Material supplied =>
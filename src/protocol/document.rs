//! Canonical remote document model
//!
//! The single shape all three protocols convert into before the
//! ingestion pipeline stores anything. The canonical URL is the identity
//! key used for deduplication across protocols and re-ingestions.

use chrono::{DateTime, Utc};
use serde::{Deserialize, Serialize};

use crate::data::FollowingFormat;

/// One remote content item, normalized
#[derive(Debug, Clone, PartialEq, Serialize, Deserialize)]
pub struct Document {
    /// Canonical remote URL (identity key)
    pub url: String,
    pub title: Option<String>,
    pub summary: Option<String>,
    /// Sanitized HTML content
    pub content_html: String,
    pub image_url: Option<String>,
    pub author: Author,
    pub published: DateTime<Utc>,
    /// URL of the document this replies to
    pub in_reply_to: Option<String>,
}

impl Document {
    /// Sort rank: publish timestamp in epoch milliseconds
    pub fn rank(&self) -> i64 {
        self.published.timestamp_millis()
    }
}

/// Display link for a document's author
#[derive(Debug, Clone, Default, PartialEq, Serialize, Deserialize)]
pub struct Author {
    pub name: Option<String>,
    pub profile_url: Option<String>,
    pub image_url: Option<String>,
}

/// Resolved remote source: the actor/feed-level metadata a connect cycle
/// copies onto the Following record, plus the handle used to iterate the
/// source's items.
#[derive(Debug, Clone)]
pub struct ResolvedSource {
    /// Detected or confirmed wire protocol
    pub format: FollowingFormat,
    /// Display label (actor name or feed title)
    pub label: Option<String>,
    /// Profile page URL
    pub profile_url: Option<String>,
    /// Avatar or feed logo URL
    pub image_url: Option<String>,
    /// ActivityPub actor id (push subscription target object)
    pub actor_id: Option<String>,
    /// ActivityPub inbox URL, when the source is an actor
    pub inbox_url: Option<String>,
    /// Discovered WebSub hub URL, when the feed advertises one
    pub websub_hub: Option<String>,
    /// Topic URL to subscribe with at the hub
    pub topic_url: String,
    /// Where the source's items come from
    pub items: SourceItems,
}

/// Item origin for a resolved source
///
/// RSS/Atom feeds are bounded and parsed in one pass, so their items are
/// already converted. An ActivityPub outbox is paginated lazily.
#[derive(Debug, Clone)]
pub enum SourceItems {
    /// Fully converted items, in feed order
    Buffered(Vec<Document>),
    /// Outbox collection URL to paginate on demand
    Outbox(String),
}
//! WebSub adapter
//!
//! Subscribes to a discovered hub for a topic URL. Content never flows
//! through the hub handshake: push notification bodies arrive at the
//! host application's callback endpoint and are parsed here with the
//! shared feed conversion, then handed to the same ingestion entry point
//! the connect cycle uses.

use std::collections::HashMap;

use super::document::Document;
use super::{rss, RemoteClient};
use crate::error::AppError;

/// Subscription request parameters
#[derive(Debug, Clone)]
pub struct SubscriptionRequest<'a> {
    pub hub_url: &'a str,
    pub topic_url: &'a str,
    pub callback_url: &'a str,
    pub lease_seconds: u64,
}

/// Ask a hub to start pushing a topic to the callback.
///
/// The hub confirms asynchronously by GETting the callback with a
/// challenge; see [`verify_subscription`].
pub async fn subscribe(
    client: &RemoteClient,
    request: &SubscriptionRequest<'_>,
) -> Result<(), AppError> {
    let lease = request.lease_seconds.to_string();
    client
        .post_form(
            request.hub_url,
            &[
                ("hub.mode", "subscribe"),
                ("hub.topic", request.topic_url),
                ("hub.callback", request.callback_url),
                ("hub.lease_seconds", lease.as_str()),
            ],
        )
        .await?;

    tracing::info!(
        hub = %request.hub_url,
        topic = %request.topic_url,
        "WebSub subscription requested"
    );

    Ok(())
}

/// Ask a hub to stop pushing a topic.
pub async fn unsubscribe(
    client: &RemoteClient,
    hub_url: &str,
    topic_url: &str,
    callback_url: &str,
) -> Result<(), AppError> {
    client
        .post_form(
            hub_url,
            &[
                ("hub.mode", "unsubscribe"),
                ("hub.topic", topic_url),
                ("hub.callback", callback_url),
            ],
        )
        .await
}

/// Answer a hub verification request.
///
/// Pure function over the callback query parameters: returns the
/// challenge to echo when the request is a subscribe/unsubscribe
/// verification for the expected topic, `None` (deny) otherwise.
pub fn verify_subscription(
    params: &HashMap<String, String>,
    expected_topic: &str,
) -> Option<String> {
    let mode = params.get("hub.mode")?;
    if mode != "subscribe" && mode != "unsubscribe" {
        return None;
    }

    if params.get("hub.topic")? != expected_topic {
        return None;
    }

    params.get("hub.challenge").cloned()
}

/// Parse a push notification body into canonical documents.
///
/// Hubs deliver the topic's current feed document (or a diff of it) as
/// the notification payload.
pub fn parse_notification(body: &[u8]) -> Result<Vec<Document>, AppError> {
    let feed = rss::parse_feed(body)?;
    Ok(rss::entries_to_documents(&feed))
}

What you have to do =>
Counting every line that holds the string "into", give the total for the data above and nothing else.

Exercise output =>
2